* _Exercise_: The entries below contain a stretch that opens with the line containing "repository 4a3e743035020068" and closes with the line containing "so a multi-instance"; set down that stretch exactly, both ends included, and nothing else.

* _Stored dataset items_:

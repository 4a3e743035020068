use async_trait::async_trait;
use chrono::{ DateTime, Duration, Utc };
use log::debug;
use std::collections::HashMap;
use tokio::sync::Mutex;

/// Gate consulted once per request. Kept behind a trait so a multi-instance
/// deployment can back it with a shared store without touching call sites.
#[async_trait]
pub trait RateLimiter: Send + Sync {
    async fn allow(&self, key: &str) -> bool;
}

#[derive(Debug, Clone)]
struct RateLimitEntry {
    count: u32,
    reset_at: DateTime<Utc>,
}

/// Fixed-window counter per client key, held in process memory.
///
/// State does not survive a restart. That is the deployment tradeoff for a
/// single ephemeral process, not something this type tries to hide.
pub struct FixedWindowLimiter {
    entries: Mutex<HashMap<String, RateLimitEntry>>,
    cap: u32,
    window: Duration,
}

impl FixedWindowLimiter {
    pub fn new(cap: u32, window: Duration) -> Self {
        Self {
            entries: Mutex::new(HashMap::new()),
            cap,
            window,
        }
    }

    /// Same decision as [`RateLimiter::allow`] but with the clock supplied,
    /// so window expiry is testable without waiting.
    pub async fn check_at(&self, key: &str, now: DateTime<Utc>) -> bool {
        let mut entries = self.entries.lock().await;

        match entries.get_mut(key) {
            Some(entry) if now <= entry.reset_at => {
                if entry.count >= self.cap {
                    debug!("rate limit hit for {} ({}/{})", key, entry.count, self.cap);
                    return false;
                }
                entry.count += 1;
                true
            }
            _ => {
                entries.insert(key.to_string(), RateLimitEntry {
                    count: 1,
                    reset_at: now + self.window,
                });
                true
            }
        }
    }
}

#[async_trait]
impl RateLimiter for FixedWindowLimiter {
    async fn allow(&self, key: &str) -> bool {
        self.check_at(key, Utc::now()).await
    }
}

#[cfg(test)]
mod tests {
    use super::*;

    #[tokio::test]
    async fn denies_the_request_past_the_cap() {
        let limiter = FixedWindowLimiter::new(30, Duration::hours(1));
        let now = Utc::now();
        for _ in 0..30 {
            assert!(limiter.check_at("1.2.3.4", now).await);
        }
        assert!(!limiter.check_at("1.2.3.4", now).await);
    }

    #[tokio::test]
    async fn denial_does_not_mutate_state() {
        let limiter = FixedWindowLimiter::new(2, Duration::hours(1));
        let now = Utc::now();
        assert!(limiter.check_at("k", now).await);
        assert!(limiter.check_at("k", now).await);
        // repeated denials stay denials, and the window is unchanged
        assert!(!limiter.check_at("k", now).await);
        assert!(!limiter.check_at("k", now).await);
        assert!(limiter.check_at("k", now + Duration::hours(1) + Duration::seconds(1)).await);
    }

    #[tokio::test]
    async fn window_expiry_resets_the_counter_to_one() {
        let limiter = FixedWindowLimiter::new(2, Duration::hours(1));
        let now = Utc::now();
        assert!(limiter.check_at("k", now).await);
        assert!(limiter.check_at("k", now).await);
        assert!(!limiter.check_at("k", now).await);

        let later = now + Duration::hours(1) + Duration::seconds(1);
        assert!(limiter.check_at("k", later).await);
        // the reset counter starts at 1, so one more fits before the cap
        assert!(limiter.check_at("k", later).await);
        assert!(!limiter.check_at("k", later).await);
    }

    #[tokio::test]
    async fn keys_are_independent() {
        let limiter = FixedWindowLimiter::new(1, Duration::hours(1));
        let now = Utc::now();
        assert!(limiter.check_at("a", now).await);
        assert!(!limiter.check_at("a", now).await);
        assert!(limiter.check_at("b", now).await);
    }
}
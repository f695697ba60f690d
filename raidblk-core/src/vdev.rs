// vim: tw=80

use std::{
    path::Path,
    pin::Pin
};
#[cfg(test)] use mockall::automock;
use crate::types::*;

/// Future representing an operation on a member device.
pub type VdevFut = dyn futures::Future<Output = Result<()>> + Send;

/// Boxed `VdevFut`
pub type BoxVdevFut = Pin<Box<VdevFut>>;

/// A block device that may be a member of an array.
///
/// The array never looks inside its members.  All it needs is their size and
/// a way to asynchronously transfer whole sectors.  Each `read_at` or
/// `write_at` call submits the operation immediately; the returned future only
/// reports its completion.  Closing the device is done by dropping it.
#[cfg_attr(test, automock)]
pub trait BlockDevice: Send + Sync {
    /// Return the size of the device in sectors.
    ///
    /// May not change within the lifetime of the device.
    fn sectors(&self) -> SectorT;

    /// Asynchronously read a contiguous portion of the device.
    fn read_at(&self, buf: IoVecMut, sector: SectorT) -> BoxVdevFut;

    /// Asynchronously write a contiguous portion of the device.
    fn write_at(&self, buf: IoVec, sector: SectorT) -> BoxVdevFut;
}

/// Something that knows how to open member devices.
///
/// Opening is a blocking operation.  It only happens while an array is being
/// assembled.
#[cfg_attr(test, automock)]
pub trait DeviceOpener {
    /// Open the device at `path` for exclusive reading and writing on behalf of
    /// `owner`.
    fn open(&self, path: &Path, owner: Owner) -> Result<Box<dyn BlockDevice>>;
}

* * *

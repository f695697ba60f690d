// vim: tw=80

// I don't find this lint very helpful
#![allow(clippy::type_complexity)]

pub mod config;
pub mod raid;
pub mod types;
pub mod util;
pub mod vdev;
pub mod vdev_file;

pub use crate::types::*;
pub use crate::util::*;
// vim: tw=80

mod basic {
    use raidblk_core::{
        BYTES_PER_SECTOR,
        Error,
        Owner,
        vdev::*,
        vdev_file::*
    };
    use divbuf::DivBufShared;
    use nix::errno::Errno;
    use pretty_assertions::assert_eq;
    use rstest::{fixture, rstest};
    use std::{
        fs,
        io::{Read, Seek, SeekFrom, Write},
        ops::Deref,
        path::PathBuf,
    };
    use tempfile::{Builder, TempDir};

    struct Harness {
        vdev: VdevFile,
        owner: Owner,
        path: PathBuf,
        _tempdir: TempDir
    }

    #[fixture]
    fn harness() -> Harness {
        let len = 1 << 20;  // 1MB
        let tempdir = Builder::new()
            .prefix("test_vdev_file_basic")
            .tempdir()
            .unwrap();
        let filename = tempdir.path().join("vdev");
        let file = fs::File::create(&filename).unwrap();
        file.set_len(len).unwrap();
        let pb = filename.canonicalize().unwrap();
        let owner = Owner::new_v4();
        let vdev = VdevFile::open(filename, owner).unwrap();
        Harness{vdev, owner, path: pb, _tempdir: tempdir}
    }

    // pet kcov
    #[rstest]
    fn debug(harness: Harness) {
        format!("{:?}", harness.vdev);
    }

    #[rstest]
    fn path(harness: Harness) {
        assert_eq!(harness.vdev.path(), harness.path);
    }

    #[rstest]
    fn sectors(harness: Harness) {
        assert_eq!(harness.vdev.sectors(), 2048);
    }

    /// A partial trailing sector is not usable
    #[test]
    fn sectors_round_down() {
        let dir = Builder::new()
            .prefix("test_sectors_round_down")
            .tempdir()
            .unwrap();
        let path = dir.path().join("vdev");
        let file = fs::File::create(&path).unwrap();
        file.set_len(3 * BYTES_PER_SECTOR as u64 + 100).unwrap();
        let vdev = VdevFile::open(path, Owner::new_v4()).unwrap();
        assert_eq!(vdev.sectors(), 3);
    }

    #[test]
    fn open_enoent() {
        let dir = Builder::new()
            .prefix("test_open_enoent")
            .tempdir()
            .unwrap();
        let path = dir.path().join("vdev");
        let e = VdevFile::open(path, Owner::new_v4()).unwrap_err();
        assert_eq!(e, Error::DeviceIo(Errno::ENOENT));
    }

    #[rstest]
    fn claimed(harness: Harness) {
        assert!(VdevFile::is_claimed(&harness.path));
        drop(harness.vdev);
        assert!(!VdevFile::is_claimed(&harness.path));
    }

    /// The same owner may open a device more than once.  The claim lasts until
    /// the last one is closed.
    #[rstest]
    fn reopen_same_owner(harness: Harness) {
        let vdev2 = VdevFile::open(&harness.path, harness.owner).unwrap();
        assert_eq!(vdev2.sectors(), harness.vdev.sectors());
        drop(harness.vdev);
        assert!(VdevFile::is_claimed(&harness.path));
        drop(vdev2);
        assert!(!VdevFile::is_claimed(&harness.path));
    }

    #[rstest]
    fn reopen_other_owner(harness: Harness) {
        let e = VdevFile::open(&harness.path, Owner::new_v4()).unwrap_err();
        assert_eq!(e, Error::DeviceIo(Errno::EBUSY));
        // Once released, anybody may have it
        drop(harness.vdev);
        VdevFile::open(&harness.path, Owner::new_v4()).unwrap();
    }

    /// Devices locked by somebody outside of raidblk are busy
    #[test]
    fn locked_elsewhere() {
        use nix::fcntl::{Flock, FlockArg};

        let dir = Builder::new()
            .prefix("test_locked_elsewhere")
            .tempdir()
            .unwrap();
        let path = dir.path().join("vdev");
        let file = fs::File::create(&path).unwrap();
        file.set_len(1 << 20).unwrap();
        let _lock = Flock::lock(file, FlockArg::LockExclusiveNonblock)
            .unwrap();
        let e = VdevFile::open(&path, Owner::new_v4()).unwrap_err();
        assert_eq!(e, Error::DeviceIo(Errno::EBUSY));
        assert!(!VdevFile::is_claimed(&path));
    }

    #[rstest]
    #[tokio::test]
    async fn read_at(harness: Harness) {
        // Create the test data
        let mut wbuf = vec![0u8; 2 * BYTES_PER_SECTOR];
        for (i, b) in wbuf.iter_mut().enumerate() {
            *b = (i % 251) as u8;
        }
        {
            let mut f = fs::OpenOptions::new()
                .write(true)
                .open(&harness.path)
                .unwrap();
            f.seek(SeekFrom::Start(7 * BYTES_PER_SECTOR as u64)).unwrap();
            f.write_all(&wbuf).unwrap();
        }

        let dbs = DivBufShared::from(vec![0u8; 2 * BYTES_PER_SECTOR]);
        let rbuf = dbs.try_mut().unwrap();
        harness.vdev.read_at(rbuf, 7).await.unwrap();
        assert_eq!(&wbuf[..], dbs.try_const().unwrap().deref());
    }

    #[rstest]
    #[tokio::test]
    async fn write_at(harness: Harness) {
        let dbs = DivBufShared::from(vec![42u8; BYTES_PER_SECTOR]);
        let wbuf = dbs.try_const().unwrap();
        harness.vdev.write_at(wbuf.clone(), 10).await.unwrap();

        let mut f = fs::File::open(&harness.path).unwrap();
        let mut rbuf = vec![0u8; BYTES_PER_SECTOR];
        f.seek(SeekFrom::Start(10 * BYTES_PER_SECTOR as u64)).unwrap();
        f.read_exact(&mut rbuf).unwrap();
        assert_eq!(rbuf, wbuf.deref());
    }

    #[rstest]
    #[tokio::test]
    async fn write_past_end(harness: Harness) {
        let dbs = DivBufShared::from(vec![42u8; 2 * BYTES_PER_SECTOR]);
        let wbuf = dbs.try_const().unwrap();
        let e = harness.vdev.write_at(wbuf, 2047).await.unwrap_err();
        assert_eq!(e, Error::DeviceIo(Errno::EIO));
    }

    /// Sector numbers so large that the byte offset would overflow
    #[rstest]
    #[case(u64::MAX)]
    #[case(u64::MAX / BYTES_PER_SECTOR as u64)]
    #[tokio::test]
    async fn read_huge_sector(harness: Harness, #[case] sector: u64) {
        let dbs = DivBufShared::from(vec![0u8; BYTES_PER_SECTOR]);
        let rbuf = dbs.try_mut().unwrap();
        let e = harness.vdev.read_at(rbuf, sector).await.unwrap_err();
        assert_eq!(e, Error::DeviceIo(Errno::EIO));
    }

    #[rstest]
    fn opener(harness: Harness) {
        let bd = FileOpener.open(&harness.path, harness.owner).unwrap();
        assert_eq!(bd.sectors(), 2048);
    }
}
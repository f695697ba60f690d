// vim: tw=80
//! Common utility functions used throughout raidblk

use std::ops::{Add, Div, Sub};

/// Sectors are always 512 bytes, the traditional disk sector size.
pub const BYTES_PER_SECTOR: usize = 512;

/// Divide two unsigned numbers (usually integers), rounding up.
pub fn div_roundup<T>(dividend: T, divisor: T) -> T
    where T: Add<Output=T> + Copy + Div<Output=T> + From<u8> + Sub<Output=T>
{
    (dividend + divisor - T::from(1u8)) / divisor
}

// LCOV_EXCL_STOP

* _Problem solution_:
repository 4a3e743035020068
use async_trait::async_trait;
use chrono::{ DateTime, Duration, Utc };
use log::debug;
use std::collections::HashMap;
use tokio::sync::Mutex;

/// Gate consulted once per request. Kept behind a trait so a multi-instance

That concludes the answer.